Mayor Toby Barker said his team received the 2017 Inspection of Drinking Water Supply from the Mississippi State Department of Health at the end June, which outlined a higher level of iron in the supply.
The MSDH asses the city's supply and treatment plants, based on technical, managerial, and financial functions on a scale of one to five. In 2016, the city of Hattiesburg scored a 4.7 out of 5 on its overall capacity. The report included recommendations for minor adjustments to Plant #2, Weathersby Plant and Forrest General Plant and major adjustments to for Plant #1, located off the Highway 42 Bypass. Those improvements included: investigate filters, increase maintenance and update operation efficiencies and an aggressive flushing program in areas that consist of iron distribution to alleviate high iron levels of .25 mg.
In 2017, the city's score decreased from a 4.7 to a 4 out of 5 based on issues at Water Plant #1. Those issues included a higher level of iron, from .25 mg in 2016 to .44mg, and poorly-functioning forced-draft aerators.
"We have some short term fixes that we are looking at right now, trying to replace some aerator motors in both of aeration systems here," Barker said. "We are also looking at long term solutions, engineers looking at it right now."

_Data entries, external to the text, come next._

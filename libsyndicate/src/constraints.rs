//! Per-platform content constraints
//!
//! The constraint gate runs twice in a post's life: once when the post is
//! created or updated (the whole request is rejected on the first violation)
//! and again inside every dispatch attempt, so content edited after
//! scheduling is caught before it reaches a platform.

use crate::error::ValidationError;
use crate::types::PlatformKind;

const TWITTER_CHAR_LIMIT: usize = 280;
const LINKEDIN_CHAR_LIMIT: usize = 1300;
const INSTAGRAM_CHAR_LIMIT: usize = 2200;

/// Maximum content length in characters for a platform kind, `None` when
/// the kind is unconstrained.
pub fn character_limit(kind: PlatformKind) -> Option<usize> {
    match kind {
        PlatformKind::Twitter => Some(TWITTER_CHAR_LIMIT),
        PlatformKind::LinkedIn => Some(LINKEDIN_CHAR_LIMIT),
        PlatformKind::Instagram => Some(INSTAGRAM_CHAR_LIMIT),
        PlatformKind::Other => None,
    }
}

/// Validate content against a platform kind's length policy.
///
/// Lengths are counted in characters, not bytes, so multi-byte text is
/// measured the way platforms measure it.
pub fn validate(kind: PlatformKind, content: &str) -> Result<(), ValidationError> {
    let Some(limit) = character_limit(kind) else {
        return Ok(());
    };

    let length = content.chars().count();
    if length > limit {
        return Err(ValidationError::ContentTooLong {
            platform: kind.label(),
            limit,
            length,
        });
    }

    Ok(())
}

Aerators increase the oxygen saturation of water. Lamar Rutland, Director of Engineering for Hattiesburg, said contractors are working this week on the force draft aeration system. Improving the system could lead to a decrease in that iron level, something Rutland said should not be alarming to residents.
"There's not going to be really any side effects. The Health Department, EPA and everything says iron is safe to drink, its a reoccurring element," said Rutland. "Residents may see some discolored water, I doubt it, based on the small amounts coming through our system. They won't see it as a direct cause of this, it's more the old lines in your area."
Mayor Barker said improvements have been made to the building, built in the 1930's, with an addition in the 1990's, but the location is due for improvements. He said those improvements could cost several millions of dollars.
"What the public needs to know is those rather significant upgrades are going to take money," Barker said. "I think that points to a larger picture of our city right now, that we need to make some significant infrastructure improvements to make sure as we grow the quality of our drinking water can be sustainable."
Rutland said the city hired engineers earlier this year to study Plant #1. He said they expect to have recommendations from those engineers in the coming weeks and from those recommendations and costs, the city "will probably move forward with plans."
"I think everyone knows the problems we have and we have so many water and sewer lines that need to be replaced and the brown water issue that we talked so much about in the campaign is one symptom of that," Barker said. "Our infrastructure needs to be replaced, there needs to be a plan to do that and that's what we are going to be working on in the coming weeks and months."
The 2017 report from MSDH stated the city "addressed recommended comments and made necessary repairs from last year's inspection" and "system officials should be commended for their efforts."
Mayor Barker said the water is safe to drink, but the city has to work to ensure the highest quality drinking water for residents and businesses, especially as the city grows. He said most of the shortcomings deal with maintenance and record keeping, what Mayor Barker said are fixable.